(DATA SHOWN begins)

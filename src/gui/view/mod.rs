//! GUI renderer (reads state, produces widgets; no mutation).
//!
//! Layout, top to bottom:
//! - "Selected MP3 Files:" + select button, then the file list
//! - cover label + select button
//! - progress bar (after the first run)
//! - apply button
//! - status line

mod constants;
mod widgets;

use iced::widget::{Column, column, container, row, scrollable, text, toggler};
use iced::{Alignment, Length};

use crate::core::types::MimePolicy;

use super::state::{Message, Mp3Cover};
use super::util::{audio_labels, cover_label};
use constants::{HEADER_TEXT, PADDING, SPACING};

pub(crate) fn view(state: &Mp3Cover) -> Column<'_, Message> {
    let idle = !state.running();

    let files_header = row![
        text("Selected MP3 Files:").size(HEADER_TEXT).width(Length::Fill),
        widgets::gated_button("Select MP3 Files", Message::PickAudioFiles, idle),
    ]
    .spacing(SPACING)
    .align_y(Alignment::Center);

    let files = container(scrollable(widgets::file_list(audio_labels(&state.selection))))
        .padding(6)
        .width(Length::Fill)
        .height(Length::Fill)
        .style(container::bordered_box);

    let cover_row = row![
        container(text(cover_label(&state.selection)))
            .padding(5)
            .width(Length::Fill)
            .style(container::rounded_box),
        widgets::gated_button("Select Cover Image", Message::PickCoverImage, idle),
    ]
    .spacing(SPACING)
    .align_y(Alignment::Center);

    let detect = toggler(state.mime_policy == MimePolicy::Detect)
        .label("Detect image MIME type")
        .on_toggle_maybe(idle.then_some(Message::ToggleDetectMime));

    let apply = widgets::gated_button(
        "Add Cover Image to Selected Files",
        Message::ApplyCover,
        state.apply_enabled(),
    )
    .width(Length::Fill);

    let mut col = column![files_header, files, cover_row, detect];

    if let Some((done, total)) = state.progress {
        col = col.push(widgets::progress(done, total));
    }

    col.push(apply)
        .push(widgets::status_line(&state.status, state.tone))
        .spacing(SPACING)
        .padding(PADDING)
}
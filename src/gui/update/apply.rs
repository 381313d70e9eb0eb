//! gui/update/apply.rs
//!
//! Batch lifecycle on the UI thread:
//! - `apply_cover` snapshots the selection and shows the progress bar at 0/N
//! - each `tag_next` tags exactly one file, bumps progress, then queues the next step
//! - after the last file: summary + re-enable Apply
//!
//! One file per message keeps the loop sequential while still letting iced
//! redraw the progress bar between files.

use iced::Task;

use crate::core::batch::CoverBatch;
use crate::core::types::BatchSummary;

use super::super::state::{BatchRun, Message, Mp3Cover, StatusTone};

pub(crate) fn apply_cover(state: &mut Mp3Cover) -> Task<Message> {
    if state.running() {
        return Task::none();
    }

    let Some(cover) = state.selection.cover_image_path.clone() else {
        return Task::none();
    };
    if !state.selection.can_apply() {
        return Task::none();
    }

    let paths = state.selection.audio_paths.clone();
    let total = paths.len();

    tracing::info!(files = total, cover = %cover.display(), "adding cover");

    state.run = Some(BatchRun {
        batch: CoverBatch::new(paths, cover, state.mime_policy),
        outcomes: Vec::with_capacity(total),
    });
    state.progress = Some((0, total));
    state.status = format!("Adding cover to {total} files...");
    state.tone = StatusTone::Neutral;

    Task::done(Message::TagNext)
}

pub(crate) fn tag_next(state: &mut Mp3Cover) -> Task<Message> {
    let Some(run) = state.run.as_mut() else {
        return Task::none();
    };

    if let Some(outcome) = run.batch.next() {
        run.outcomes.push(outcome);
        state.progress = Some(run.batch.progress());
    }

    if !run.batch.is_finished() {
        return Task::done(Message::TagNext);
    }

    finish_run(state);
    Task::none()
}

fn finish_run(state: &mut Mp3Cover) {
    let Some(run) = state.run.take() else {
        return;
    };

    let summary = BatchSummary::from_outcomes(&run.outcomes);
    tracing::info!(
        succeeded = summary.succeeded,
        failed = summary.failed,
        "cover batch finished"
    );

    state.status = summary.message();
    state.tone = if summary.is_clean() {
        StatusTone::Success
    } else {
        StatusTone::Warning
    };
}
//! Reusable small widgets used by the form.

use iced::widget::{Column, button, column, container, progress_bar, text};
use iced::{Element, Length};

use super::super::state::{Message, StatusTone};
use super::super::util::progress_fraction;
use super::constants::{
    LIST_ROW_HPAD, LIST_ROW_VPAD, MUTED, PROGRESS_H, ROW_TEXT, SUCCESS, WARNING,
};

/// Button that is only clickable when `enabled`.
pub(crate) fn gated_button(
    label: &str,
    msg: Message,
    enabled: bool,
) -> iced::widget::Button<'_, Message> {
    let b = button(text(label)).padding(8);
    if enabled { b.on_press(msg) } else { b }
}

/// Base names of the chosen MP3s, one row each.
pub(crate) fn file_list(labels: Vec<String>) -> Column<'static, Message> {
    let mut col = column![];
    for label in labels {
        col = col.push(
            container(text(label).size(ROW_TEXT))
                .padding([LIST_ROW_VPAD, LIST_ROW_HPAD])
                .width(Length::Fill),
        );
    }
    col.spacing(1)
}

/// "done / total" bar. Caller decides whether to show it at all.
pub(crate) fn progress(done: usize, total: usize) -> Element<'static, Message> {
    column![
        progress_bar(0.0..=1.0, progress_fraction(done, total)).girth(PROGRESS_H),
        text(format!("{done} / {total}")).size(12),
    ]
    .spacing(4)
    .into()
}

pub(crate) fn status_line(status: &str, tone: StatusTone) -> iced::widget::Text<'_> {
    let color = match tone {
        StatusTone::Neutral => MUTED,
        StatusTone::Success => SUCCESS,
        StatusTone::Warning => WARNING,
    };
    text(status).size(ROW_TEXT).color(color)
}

(DATA SHOWN ends)
(DATA SHOWN begins)

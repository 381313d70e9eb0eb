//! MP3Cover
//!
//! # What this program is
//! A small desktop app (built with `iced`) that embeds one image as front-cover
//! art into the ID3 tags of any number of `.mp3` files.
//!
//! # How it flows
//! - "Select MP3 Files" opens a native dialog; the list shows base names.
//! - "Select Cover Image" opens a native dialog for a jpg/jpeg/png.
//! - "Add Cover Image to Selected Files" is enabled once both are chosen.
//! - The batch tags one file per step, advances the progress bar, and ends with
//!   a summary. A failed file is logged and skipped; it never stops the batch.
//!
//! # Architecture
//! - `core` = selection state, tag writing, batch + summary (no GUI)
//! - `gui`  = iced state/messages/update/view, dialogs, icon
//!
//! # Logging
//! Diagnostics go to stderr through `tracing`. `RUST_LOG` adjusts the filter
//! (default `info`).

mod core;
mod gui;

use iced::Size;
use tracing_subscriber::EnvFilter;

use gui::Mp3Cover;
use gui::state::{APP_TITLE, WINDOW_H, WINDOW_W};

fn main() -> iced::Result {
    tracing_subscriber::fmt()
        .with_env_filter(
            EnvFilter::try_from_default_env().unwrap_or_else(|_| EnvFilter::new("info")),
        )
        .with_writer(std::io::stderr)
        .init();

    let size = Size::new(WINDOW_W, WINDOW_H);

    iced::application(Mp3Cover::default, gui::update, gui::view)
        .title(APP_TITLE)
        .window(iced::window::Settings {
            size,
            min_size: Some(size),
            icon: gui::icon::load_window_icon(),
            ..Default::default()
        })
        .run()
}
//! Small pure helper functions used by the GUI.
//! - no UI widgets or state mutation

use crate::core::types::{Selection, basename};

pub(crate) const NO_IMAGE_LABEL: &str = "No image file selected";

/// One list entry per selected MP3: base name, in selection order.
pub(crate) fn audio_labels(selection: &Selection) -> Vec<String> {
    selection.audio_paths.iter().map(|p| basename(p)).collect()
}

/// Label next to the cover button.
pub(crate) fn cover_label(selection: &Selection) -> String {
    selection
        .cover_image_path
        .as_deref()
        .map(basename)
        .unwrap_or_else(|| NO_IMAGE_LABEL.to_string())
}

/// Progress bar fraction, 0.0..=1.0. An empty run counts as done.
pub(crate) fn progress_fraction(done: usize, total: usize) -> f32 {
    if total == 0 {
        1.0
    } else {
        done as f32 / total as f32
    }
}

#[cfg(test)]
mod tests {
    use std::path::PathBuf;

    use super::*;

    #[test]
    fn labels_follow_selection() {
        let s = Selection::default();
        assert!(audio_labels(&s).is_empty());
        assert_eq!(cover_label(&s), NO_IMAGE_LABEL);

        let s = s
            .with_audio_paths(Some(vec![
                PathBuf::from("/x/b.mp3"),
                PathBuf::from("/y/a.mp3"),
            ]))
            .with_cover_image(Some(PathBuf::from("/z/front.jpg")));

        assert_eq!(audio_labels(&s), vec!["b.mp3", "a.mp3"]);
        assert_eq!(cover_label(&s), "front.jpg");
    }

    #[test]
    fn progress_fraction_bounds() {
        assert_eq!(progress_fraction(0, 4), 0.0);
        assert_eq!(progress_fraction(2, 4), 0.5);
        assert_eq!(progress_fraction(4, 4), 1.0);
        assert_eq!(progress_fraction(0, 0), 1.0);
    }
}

(DATA SHOWN ends)
(DATA SHOWN begins)

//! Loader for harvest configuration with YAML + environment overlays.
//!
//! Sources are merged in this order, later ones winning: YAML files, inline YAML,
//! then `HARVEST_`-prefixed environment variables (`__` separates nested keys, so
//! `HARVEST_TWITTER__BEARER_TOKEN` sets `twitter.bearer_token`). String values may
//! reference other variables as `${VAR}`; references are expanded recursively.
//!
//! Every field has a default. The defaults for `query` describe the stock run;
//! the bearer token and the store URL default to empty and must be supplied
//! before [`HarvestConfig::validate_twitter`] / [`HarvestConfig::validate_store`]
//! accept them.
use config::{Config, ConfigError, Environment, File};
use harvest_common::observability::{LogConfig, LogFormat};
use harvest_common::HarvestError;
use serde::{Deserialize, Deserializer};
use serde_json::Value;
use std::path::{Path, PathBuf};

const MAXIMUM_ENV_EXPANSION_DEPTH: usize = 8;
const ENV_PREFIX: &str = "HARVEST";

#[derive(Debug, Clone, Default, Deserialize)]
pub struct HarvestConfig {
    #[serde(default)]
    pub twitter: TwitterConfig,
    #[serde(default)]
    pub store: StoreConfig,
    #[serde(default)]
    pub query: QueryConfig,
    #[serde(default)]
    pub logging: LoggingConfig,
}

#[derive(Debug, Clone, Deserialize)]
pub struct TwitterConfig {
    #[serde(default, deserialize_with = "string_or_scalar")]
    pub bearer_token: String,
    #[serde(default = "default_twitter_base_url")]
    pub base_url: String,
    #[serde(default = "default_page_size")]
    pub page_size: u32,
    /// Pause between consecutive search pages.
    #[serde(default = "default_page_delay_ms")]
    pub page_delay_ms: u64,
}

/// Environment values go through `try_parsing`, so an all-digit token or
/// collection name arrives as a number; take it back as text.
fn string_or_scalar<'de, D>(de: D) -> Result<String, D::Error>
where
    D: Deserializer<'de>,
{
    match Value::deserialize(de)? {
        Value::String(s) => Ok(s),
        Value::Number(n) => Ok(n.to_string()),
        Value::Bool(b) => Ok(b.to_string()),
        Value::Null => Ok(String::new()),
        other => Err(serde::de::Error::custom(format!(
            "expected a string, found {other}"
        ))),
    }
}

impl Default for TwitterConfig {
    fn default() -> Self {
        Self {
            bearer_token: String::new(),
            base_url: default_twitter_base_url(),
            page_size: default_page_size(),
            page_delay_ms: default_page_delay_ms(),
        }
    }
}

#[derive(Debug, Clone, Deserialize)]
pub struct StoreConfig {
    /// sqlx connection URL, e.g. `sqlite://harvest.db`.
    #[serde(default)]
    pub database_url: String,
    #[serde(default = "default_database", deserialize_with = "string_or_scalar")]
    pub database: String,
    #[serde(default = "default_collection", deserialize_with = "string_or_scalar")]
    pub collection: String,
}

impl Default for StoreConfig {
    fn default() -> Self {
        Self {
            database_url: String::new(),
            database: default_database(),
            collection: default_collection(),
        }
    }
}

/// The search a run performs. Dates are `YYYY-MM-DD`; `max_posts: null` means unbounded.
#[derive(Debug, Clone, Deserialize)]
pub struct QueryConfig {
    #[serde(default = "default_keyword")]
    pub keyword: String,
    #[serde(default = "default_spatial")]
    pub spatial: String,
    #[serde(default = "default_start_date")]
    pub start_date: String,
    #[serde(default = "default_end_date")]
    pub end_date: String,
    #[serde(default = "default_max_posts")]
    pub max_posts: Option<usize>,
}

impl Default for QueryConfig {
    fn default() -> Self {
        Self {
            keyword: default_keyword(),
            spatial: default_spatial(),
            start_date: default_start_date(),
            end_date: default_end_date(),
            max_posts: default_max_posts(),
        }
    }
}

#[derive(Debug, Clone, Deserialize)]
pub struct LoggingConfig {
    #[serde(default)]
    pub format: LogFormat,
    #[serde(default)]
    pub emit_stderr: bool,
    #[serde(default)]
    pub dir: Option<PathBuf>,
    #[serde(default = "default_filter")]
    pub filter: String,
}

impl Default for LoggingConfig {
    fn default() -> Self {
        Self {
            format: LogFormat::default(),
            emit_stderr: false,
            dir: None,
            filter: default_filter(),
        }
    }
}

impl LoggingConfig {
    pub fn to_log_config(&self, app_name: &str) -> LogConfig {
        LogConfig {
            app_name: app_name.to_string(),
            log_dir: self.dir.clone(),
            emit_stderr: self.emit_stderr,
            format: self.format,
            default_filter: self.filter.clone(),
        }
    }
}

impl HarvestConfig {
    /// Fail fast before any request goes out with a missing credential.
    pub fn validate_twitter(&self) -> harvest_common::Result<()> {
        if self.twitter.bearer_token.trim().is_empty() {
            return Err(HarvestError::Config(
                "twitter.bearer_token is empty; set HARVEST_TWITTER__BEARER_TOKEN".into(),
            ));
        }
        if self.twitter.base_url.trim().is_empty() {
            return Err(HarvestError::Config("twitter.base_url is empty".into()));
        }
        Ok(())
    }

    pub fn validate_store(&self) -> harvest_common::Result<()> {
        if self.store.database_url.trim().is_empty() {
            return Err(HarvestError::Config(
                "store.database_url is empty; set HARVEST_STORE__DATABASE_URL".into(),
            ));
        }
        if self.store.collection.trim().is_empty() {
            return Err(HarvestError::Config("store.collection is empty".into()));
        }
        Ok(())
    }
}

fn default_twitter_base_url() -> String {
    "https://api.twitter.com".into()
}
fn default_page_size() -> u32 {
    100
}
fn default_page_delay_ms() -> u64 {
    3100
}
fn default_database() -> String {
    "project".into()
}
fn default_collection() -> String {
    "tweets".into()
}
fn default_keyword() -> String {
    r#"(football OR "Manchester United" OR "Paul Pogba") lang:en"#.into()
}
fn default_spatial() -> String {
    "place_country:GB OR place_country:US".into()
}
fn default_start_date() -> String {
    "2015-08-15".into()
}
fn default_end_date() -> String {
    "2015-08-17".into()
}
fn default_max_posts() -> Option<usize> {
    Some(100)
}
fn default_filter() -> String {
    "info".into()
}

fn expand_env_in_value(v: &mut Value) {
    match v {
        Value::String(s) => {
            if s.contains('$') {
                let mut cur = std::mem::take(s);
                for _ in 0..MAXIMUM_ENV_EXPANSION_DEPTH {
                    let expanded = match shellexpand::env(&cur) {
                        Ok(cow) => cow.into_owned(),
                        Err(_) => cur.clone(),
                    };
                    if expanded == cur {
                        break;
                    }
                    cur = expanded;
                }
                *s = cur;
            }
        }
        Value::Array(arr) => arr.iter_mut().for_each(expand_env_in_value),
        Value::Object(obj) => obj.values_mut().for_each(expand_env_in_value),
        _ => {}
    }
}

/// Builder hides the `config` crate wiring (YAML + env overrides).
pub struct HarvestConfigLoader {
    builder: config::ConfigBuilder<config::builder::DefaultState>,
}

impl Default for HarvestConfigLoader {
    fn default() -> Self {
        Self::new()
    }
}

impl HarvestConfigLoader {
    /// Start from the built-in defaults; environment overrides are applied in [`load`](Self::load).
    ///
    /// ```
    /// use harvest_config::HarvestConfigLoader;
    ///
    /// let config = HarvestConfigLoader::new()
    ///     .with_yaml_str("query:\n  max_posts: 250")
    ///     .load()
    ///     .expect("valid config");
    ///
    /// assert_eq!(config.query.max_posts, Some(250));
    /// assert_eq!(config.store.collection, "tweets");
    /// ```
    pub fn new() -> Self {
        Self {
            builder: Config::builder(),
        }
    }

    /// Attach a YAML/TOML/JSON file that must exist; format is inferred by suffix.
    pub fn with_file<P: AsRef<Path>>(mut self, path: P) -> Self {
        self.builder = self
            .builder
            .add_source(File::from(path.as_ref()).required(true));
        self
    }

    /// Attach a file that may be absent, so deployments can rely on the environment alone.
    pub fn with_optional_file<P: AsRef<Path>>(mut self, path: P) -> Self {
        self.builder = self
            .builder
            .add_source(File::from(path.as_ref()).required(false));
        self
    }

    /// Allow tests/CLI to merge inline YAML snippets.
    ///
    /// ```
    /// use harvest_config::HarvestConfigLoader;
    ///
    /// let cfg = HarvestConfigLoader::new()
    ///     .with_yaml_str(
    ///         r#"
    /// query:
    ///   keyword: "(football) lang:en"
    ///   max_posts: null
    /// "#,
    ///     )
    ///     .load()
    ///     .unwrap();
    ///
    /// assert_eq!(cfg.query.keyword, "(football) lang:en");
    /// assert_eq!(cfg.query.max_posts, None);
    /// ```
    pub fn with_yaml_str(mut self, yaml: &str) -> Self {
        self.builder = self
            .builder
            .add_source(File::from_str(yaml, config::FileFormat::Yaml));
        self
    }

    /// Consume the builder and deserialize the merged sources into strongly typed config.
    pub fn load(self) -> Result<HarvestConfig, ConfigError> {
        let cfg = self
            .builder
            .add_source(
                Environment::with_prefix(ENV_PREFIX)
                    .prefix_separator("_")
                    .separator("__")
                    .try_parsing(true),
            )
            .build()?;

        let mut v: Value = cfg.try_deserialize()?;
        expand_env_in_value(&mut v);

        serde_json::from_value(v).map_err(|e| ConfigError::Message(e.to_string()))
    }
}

(DATA SHOWN ends)

## TO DO
Only lines containing the string "Attach" belong in the answer; find them in the data above and copy them.

## ANSWER BOX
    /// Attach a YAML/TOML/JSON file that must exist; format is inferred by suffix.
    /// Attach a file that may be absent, so deployments can rely on the environment alone.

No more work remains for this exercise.